**Problem description**: Look for the string "ConfigResult" in the material below. Copy every line where you find it.

**Data for processing**:
========================

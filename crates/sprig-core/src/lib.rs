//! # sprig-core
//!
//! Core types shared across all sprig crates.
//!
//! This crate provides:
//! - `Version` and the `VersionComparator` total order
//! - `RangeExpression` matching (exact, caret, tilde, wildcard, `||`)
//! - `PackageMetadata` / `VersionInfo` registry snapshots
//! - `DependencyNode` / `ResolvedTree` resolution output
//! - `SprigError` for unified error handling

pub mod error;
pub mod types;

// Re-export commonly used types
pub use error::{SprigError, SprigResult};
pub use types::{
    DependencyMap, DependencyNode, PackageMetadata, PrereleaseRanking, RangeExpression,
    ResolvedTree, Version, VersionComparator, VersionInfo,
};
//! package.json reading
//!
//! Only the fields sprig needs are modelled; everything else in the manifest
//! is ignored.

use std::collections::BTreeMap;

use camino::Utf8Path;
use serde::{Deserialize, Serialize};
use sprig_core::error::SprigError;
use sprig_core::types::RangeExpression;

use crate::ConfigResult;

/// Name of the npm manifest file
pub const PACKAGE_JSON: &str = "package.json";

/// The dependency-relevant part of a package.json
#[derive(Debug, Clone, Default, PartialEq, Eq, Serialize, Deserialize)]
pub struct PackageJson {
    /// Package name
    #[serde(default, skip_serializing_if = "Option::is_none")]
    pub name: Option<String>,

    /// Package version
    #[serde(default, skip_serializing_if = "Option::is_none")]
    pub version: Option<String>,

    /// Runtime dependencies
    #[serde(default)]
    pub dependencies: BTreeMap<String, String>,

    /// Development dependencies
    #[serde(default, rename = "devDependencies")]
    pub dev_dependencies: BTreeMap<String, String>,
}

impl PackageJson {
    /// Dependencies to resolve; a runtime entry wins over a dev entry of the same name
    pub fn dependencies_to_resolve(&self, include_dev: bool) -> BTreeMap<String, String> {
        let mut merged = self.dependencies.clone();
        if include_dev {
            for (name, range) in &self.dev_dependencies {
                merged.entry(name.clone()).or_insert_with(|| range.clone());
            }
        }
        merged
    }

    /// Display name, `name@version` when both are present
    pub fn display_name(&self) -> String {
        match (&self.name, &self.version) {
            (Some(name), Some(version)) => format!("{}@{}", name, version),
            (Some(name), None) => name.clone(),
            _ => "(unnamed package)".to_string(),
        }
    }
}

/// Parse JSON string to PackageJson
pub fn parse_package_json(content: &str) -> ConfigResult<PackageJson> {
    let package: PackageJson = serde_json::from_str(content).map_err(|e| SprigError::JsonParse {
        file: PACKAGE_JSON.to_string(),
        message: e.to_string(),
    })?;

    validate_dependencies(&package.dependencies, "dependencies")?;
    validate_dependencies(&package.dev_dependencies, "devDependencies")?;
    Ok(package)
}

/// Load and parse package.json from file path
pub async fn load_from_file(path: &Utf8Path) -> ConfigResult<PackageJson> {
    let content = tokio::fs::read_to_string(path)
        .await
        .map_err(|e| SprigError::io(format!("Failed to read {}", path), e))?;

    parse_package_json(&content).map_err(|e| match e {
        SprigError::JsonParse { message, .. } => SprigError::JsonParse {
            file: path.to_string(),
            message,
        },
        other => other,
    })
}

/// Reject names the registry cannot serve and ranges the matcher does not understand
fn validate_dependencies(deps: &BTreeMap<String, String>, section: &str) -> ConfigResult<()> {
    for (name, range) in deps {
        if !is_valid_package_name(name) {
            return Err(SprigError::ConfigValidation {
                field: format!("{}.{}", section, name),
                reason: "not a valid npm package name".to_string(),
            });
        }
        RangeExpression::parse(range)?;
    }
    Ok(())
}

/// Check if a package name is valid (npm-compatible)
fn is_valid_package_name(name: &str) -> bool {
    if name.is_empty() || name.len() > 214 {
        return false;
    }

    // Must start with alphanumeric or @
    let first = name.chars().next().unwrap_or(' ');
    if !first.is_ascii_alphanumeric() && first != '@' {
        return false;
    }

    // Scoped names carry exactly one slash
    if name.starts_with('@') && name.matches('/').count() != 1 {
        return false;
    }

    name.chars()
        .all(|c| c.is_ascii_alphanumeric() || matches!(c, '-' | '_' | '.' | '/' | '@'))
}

========================

**Exercise result**:
use crate::ConfigResult;
pub fn parse_package_json(content: &str) -> ConfigResult<PackageJson> {
pub async fn load_from_file(path: &Utf8Path) -> ConfigResult<PackageJson> {
fn validate_dependencies(deps: &BTreeMap<String, String>, section: &str) -> ConfigResult<()> {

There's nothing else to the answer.